### TASK OBJECTIVE
Once you reach the line containing "assert_eq!(regs.0.rdi, 0x7f00_0000_0000);", write out that line and every remaining line of the records exactly.

Stored data entries:
◆ ◆ ◆ ◆
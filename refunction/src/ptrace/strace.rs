use std::{
    fmt,
    io::Write,
    sync::{Arc, Mutex, PoisonError},
};

use refunction_common::{
    anyhow::{Context, Result},
    syscalls::Sysno,
};

/// A writer shared by every trace thread; each line is written under one lock.
#[derive(Clone)]
pub struct SafeWriter {
    inner: Arc<Mutex<Box<dyn Write + Send>>>,
}

impl SafeWriter {
    pub fn new(writer: impl Write + Send + 'static) -> Self {
        Self {
            inner: Arc::new(Mutex::new(Box::new(writer))),
        }
    }

    pub fn write_line(&self, line: &str) -> Result<()> {
        let mut writer = self.inner.lock().unwrap_or_else(PoisonError::into_inner);
        writer
            .write_all(line.as_bytes())
            .and_then(|_| writer.flush())
            .context("could not write strace line")
    }
}

impl fmt::Debug for SafeWriter {
    fn fmt(&self, f: &mut fmt::Formatter<'_>) -> fmt::Result {
        f.write_str("SafeWriter")
    }
}

pub(crate) fn format_syscall(nr: i64) -> String {
    match usize::try_from(nr).ok().and_then(Sysno::new) {
        Some(sysno) => format!("syscall: {}\n", sysno.name()),
        None => format!("unknown syscall: {nr}\n"),
    }
}
use std::fmt;

use refunction_common::{
    anyhow::{Context, Result},
    libc,
    nix::{sys::ptrace, unistd::Pid},
    syscalls::Sysno,
};

const ERESTARTSYS: i64 = 512;
const ERESTARTNOINTR: i64 = 513;
const ERESTARTNOHAND: i64 = 514;
const ERESTART_RESTARTBLOCK: i64 = 516;

/// Length of the x86_64 `syscall` instruction.
pub const SYSCALL_INSN_LEN: u64 = 2;
/// `0F 05` read as a little-endian word.
pub const SYSCALL_INSN: u16 = 0x050f;

/// General purpose register file of one thread.
#[derive(Clone, Copy)]
pub struct Registers(pub(crate) libc::user_regs_struct);

impl Registers {
    pub fn read(tid: Pid) -> Result<Self> {
        ptrace::getregs(tid)
            .map(Self)
            .with_context(|| format!("could not get registers of {tid}"))
    }

    pub fn write(&self, tid: Pid) -> Result<()> {
        ptrace::setregs(tid, self.0).with_context(|| format!("could not set registers of {tid}"))
    }

    pub fn pc(&self) -> u64 {
        self.0.rip
    }

    pub fn sp(&self) -> u64 {
        self.0.rsp
    }

    pub fn syscall_nr(&self) -> i64 {
        self.0.orig_rax as i64
    }

    pub fn return_value(&self) -> i64 {
        self.0.rax as i64
    }

    /// Whether the thread was stopped on the way out of an interrupted syscall
    /// that the kernel would otherwise restart.
    pub fn in_restartable_syscall(&self) -> bool {
        self.syscall_nr() >= 0
            && matches!(
                -self.return_value(),
                ERESTARTSYS | ERESTARTNOINTR | ERESTARTNOHAND | ERESTART_RESTARTBLOCK
            )
    }

    /// The same registers with any pending syscall restart applied by hand.
    ///
    /// The PC is moved back onto the `syscall` instruction and `orig_rax` is
    /// cleared, so resuming re-issues the call no matter what ran in between.
    pub fn resumable(&self) -> Self {
        let mut regs = self.0;
        if self.in_restartable_syscall() {
            regs.rax = if -self.return_value() == ERESTART_RESTARTBLOCK {
                Sysno::restart_syscall as u64
            } else {
                regs.orig_rax
            };
            regs.rip -= SYSCALL_INSN_LEN;
            regs.orig_rax = u64::MAX;
        }
        Self(regs)
    }

    /// Registers for executing `call` with the instruction at the current PC.
    pub(crate) fn with_syscall(&self, call: &SyscallArgs) -> Self {
        let mut regs = self.0;
        regs.rax = call.nr as u64;
        regs.orig_rax = u64::MAX;
        regs.rdi = call.args[0];
        regs.rsi = call.args[1];
        regs.rdx = call.args[2];
        regs.r10 = call.args[3];
        regs.r8 = call.args[4];
        regs.r9 = call.args[5];
        Self(regs)
    }
}

impl fmt::Debug for Registers {
    fn fmt(&self, f: &mut fmt::Formatter<'_>) -> fmt::Result {
        f.debug_struct("Registers")
            .field("rip", &format_args!("{:#x}", self.0.rip))
            .field("rsp", &format_args!("{:#x}", self.0.rsp))
            .field("rax", &(self.0.rax as i64))
            .field("orig_rax", &(self.0.orig_rax as i64))
            .finish()
    }
}

/// A syscall to be injected into a stopped thread.
#[derive(Debug, Clone, Copy, PartialEq, Eq)]
pub struct SyscallArgs {
    pub nr: Sysno,
    pub args: [u64; 6],
}

impl SyscallArgs {
    pub fn new(nr: Sysno, args: &[u64]) -> Self {
        let mut all = [0u64; 6];
        for (slot, arg) in all.iter_mut().zip(args) {
            *slot = *arg;
        }
        Self { nr, args: all }
    }
}

#[cfg(test)]
mod tests {
    use std::mem::MaybeUninit;

    use super::*;

    fn regs(rip: u64, rax: i64, orig_rax: i64) -> Registers {
        let mut regs: libc::user_regs_struct = unsafe { MaybeUninit::zeroed().assume_init() };
        regs.rip = rip;
        regs.rax = rax as u64;
        regs.orig_rax = orig_rax as u64;
        Registers(regs)
    }

    #[test]
    fn test_resumable_rewinds_interrupted_read() {
        let read = Sysno::read as i64;
        let resumed = regs(0x1002, -ERESTARTSYS, read).resumable();

        assert_eq!(resumed.pc(), 0x1000);
        assert_eq!(resumed.return_value(), read);
        assert_eq!(resumed.syscall_nr(), -1);
    }

    #[test]
    fn test_resumable_uses_restart_syscall_for_restart_block() {
        let resumed = regs(0x2002, -ERESTART_RESTARTBLOCK, Sysno::nanosleep as i64).resumable();

        assert_eq!(resumed.pc(), 0x2000);
        assert_eq!(resumed.return_value(), Sysno::restart_syscall as i64);
    }

    #[test]
    fn test_resumable_keeps_completed_syscalls() {
        // EINTR is final, the kernel never restarts it
        let interrupted = regs(0x3002, -(libc::EINTR as i64), Sysno::read as i64);
        assert_eq!(interrupted.resumable().pc(), 0x3002);

        let user_code = regs(0x4000, -ERESTARTSYS, -1);
        assert_eq!(user_code.resumable().pc(), 0x4000);
        assert_eq!(user_code.resumable().return_value(), -ERESTARTSYS);
    }

    #[test]
    fn test_with_syscall_sets_abi_registers() {
        let call = SyscallArgs::new(Sysno::munmap, &[0x7f00_0000_0000, 4096]);
        let regs = regs(0x5000, 0, Sysno::read as i64).with_syscall(&call);

        assert_eq!(regs.0.rax, Sysno::munmap as u64);
        assert_eq!(regs.0.rdi, 0x7f00_0000_0000);
        assert_eq!(regs.0.rsi, 4096);
        assert_eq!(regs.0.rdx, 0);
        assert_eq!(regs.syscall_nr(), -1);
        assert_eq!(regs.pc(), 0x5000);
    }
}
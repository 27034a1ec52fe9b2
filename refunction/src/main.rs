fn main() {
    refunction::main()
}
◆ ◆ ◆ ◆
### ANSWER
        assert_eq!(regs.0.rdi, 0x7f00_0000_0000);
        assert_eq!(regs.0.rsi, 4096);
        assert_eq!(regs.0.rdx, 0);
        assert_eq!(regs.syscall_nr(), -1);
        assert_eq!(regs.pc(), 0x5000);
    }
}
repository 27034a1ec52fe9b2
filename refunction/src/main.rs
fn main() {
    refunction::main()
}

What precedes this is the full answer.